Comments on “Who Needs Facts When Opinions Can Be Inserted Instead?”
No Subject Given
Welcome to the media world: it’s not about studying events, researching issues or solving problems, it’s about stirring up controversy and making a profit.
Texting is still rather new as a secondary method of communication. It seems silly to immediately try to gauge how it has or has not affected vocabulary skills, which are developed over time… Cell phones have just NOW settled in as an element of the elementary school landscape. Give it 10 years, ask again.
Opinion based 'evidence'
Sadly, those of us who read or participate in forums like TechDirt
are severely outnumbered by others who believe truth is to be found
in modern ‘reality’ shows, news shouting-match ‘debates’, and other infotainment.
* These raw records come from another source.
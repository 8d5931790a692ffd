// Copyright (c) 2025 Erick Bourgeois, firestoned
// SPDX-License-Identifier: MIT

//! Unit tests for DNS error types.

use super::*;

#[test]
fn test_key_not_found_error() {
    let error = KeyringError::KeyNotFound {
        key_name: "k1".to_string(),
    };

    assert_eq!(error.to_string(), "TSIG key 'k1' not found in key store");
}

#[test]
fn test_invalid_key_material_error() {
    let error = KeyringError::InvalidKeyMaterial {
        key_name: "k1".to_string(),
        reason: "Invalid padding".to_string(),
    };

    assert_eq!(
        error.to_string(),
        "Incorrect key data. Verify key: k1. Reason: Invalid padding"
    );
}

#[test]
fn test_auth_errors_are_distinguishable() {
    let key = DnsError::from(TransportError::AuthKeyRejected {
        server: "ns1.example.com".to_string(),
        key_name: "k1".to_string(),
    });
    let sig = DnsError::from(TransportError::AuthSignatureRejected {
        server: "ns1.example.com".to_string(),
        key_name: "k1".to_string(),
    });

    assert_ne!(key.to_string(), sig.to_string());
    assert_ne!(key.status_reason(), sig.status_reason());
    assert_eq!(
        key.to_string(),
        "DNS server ns1.example.com is not configured for TSIG key: k1."
    );
    assert!(sig.to_string().contains("TSIG signature"));
}

#[test]
fn test_timeout_error() {
    let error = TransportError::Timeout {
        server: "10.0.0.1:53".to_string(),
        timeout_ms: 10_000,
    };

    assert_eq!(
        error.to_string(),
        "DNS request to 10.0.0.1:53 timed out after 10000ms"
    );
}

#[test]
fn test_server_error() {
    let error = TransportError::ServerError {
        server: "10.0.0.1:53".to_string(),
        response_code: "Refused".to_string(),
    };

    assert_eq!(
        error.to_string(),
        "DNS server 10.0.0.1:53 rejected the update with response code Refused"
    );
}

#[test]
fn test_transfer_denied_error() {
    let error = TransferError::TransferDenied {
        zone: "example.com".to_string(),
        server: "ns1.example.com".to_string(),
    };

    assert_eq!(
        error.to_string(),
        "Zone transfer for 'example.com' refused by ns1.example.com"
    );
}

#[test]
fn test_invalid_record_identifier_error() {
    let error = RecordError::InvalidRecordIdentifier {
        identifier: "localhost".to_string(),
    };

    assert_eq!(
        error.to_string(),
        "Invalid record identifier 'localhost': expected '<label>.<zone>'"
    );
}

#[test]
fn test_dns_error_transparent_display() {
    let inner = KeyringError::KeyNotFound {
        key_name: "k1".to_string(),
    };
    let error: DnsError = inner.clone().into();

    assert_eq!(error.to_string(), inner.to_string());
}

#[test]
fn test_is_transient() {
    assert!(DnsError::from(TransportError::Timeout {
        server: "s".to_string(),
        timeout_ms: 1,
    })
    .is_transient());
    assert!(DnsError::from(TransportError::Unreachable {
        server: "s".to_string(),
        reason: "connection refused".to_string(),
    })
    .is_transient());
    assert!(DnsError::Cancelled.is_transient());

    assert!(!DnsError::from(KeyringError::KeyNotFound {
        key_name: "k".to_string(),
    })
    .is_transient());
    assert!(!DnsError::from(TransportError::AuthSignatureRejected {
        server: "s".to_string(),
        key_name: "k".to_string(),
    })
    .is_transient());
    assert!(!DnsError::from(TransferError::TransferDenied {
        zone: "z".to_string(),
        server: "s".to_string(),
    })
    .is_transient());
}

#[test]
fn test_status_reasons() {
    let cases: Vec<(DnsError, &str)> = vec![
        (
            KeyringError::KeyNotFound {
                key_name: "k".to_string(),
            }
            .into(),
            "KeyNotFound",
        ),
        (
            KeyringError::InvalidKeyMaterial {
                key_name: "k".to_string(),
                reason: "r".to_string(),
            }
            .into(),
            "InvalidKeyMaterial",
        ),
        (
            TransportError::ServerError {
                server: "s".to_string(),
                response_code: "NotAuth".to_string(),
            }
            .into(),
            "ServerError",
        ),
        (
            TransportError::SigningFailed {
                server: "s".to_string(),
                key_name: "k".to_string(),
                reason: "r".to_string(),
            }
            .into(),
            "SigningFailed",
        ),
        (
            TransportError::ResponseUnverified {
                server: "s".to_string(),
                key_name: "k".to_string(),
                reason: "r".to_string(),
            }
            .into(),
            "ResponseUnverified",
        ),
        (
            TransferError::TransferDenied {
                zone: "z".to_string(),
                server: "s".to_string(),
            }
            .into(),
            "TransferDenied",
        ),
        (
            DnsError::ServerNotRegistered {
                server: "s".to_string(),
            },
            "ServerNotRegistered",
        ),
        (DnsError::Cancelled, "Cancelled"),
    ];

    for (error, reason) in cases {
        assert_eq!(error.status_reason(), reason);
    }
}
// Copyright (c) 2025 Erick Bourgeois, firestoned
// SPDX-License-Identifier: MIT

//! PTR record construction for reverse zones.
//!
//! Given the address of a forward record, the reverse-lookup name is derived
//! and split at its first label: the leading label becomes the PTR owner and
//! the remainder is taken as the reverse zone. For `10.20.0.5` that is label
//! `5` in `0.20.10.in-addr.arpa.`; for IPv6 it is the last nibble in the
//! zone formed by the other 31 nibbles under `ip6.arpa.`.

use hickory_client::rr::{rdata, DNSClass, RData, Record};
use std::net::IpAddr;
use std::str::FromStr;
use tracing::debug;

use super::{UpdateOperation, UpdateRequest};
use crate::dns_errors::RecordError;
use crate::fqdn::{absolute, parse_name, reverse_name, split_first_label, FqdnParts};

/// A PTR update together with the reverse-name decomposition it was built from.
#[derive(Debug, Clone, PartialEq, Eq)]
pub struct ReverseRecord {
    /// Leading label and parent reverse zone
    pub parts: FqdnParts,
    /// The PTR replacement to send to the reverse zone
    pub request: UpdateRequest,
}

/// Build the PTR update mapping `ip_address` back to `forward_fqdn`.
///
/// The PTR target always carries a trailing dot.
///
/// # Errors
///
/// Returns [`RecordError::InvalidRecordData`] if `ip_address` is not an IPv4
/// or IPv6 address, or `forward_fqdn` is not a valid name.
pub fn build_reverse(
    ip_address: &str,
    ttl: u32,
    forward_fqdn: &str,
) -> Result<ReverseRecord, RecordError> {
    let ip = IpAddr::from_str(ip_address.trim()).map_err(|e| RecordError::InvalidRecordData {
        name: forward_fqdn.to_string(),
        reason: format!("cannot derive reverse name from '{ip_address}': {e}"),
    })?;

    let reverse_fqdn = reverse_name(ip);
    let parts = split_first_label(&reverse_fqdn)?;

    let zone = parse_name(&parts.zone)?;
    let owner = parse_name(&reverse_fqdn)?;
    let target = parse_name(&absolute(forward_fqdn))?;

    let mut record = Record::from_rdata(owner, ttl, RData::PTR(rdata::PTR(target)));
    record.set_dns_class(DNSClass::IN);

    debug!(
        "Built reverse update: {} in {} -> {}",
        parts.label,
        parts.zone,
        absolute(forward_fqdn)
    );

    Ok(ReverseRecord {
        parts,
        request: UpdateRequest {
            zone,
            operation: UpdateOperation::Replace(record),
        },
    })
}

#[cfg(test)]
#[path = "reverse_tests.rs"]
mod reverse_tests;
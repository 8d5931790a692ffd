// Copyright (c) 2025 Erick Bourgeois, firestoned
// SPDX-License-Identifier: MIT

//! Record deletion construction.

use super::{UpdateOperation, UpdateRequest};
use crate::dns_errors::RecordError;
use crate::fqdn::{owner_name, parse_name, split_first_label};

/// Build an update deleting every RRset at `identifier`.
///
/// `identifier` is `"<label>.<zone>"`; the first label is the record and the
/// rest is the zone the update is sent to.
///
/// # Errors
///
/// Returns [`RecordError::InvalidRecordIdentifier`] if the identifier has no
/// label/zone boundary, or [`RecordError::InvalidRecordData`] if either part
/// is not a valid name.
pub fn build_delete(identifier: &str) -> Result<UpdateRequest, RecordError> {
    let parts = split_first_label(identifier.trim())?;
    let zone = parse_name(&parts.zone)?;
    let owner = owner_name(&parts.label, &parts.zone)?;

    Ok(UpdateRequest {
        zone,
        operation: UpdateOperation::DeleteName(owner),
    })
}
Much of today’s news media has become a narcotic for the masses;
an addictive product designed to dull the ability to think critically .
Readers Digest has found that half a truth is like half a brick:
you can throw it twice as far.
For anyone pushing a particular political, religious, or social agenda, it must be like shooting fish in a barrel.
Don’t confuse or dismay them with the facts, just keep them entertained.
Then, once you have them reduced to the lowest common denominator, it’s easy to hold the reins.
TechDirt & Linux help keep my thinking free.
Cobwebby maybe, but still free, as in freedom.
Re: Opinion based 'evidence'
When I saw the format of your response I was hoping it would be in Iambic Pentameter or something. Actually, if every other line doesn’t rhyme then I don’t think it’s poetry.
Re: Re: Opinion based 'evidence'
“…or something.” probably fits.
Most educated people just call it drivel.
I generally try to break sentences
into sections or fragments
that can be easily scanned by eyeball.
Not by phrases or anything grammatical,
just something to facilitate visual uptake.
This geezer finds it all to easy to be overwhelmed by long run-on sentences that lose the central thought in a variety of subphrases which, while enlightening, can also be very confusing to those of us who are less adept at keeping the train of thought on track over the entirety of the whole extended statement.
We preboomers suffer decreasing attention spans.
Long statements make us crotchety.
Succint logic is something I appreciate.
Just wish I could do it.
Just like learning another language
It should build language skills overall.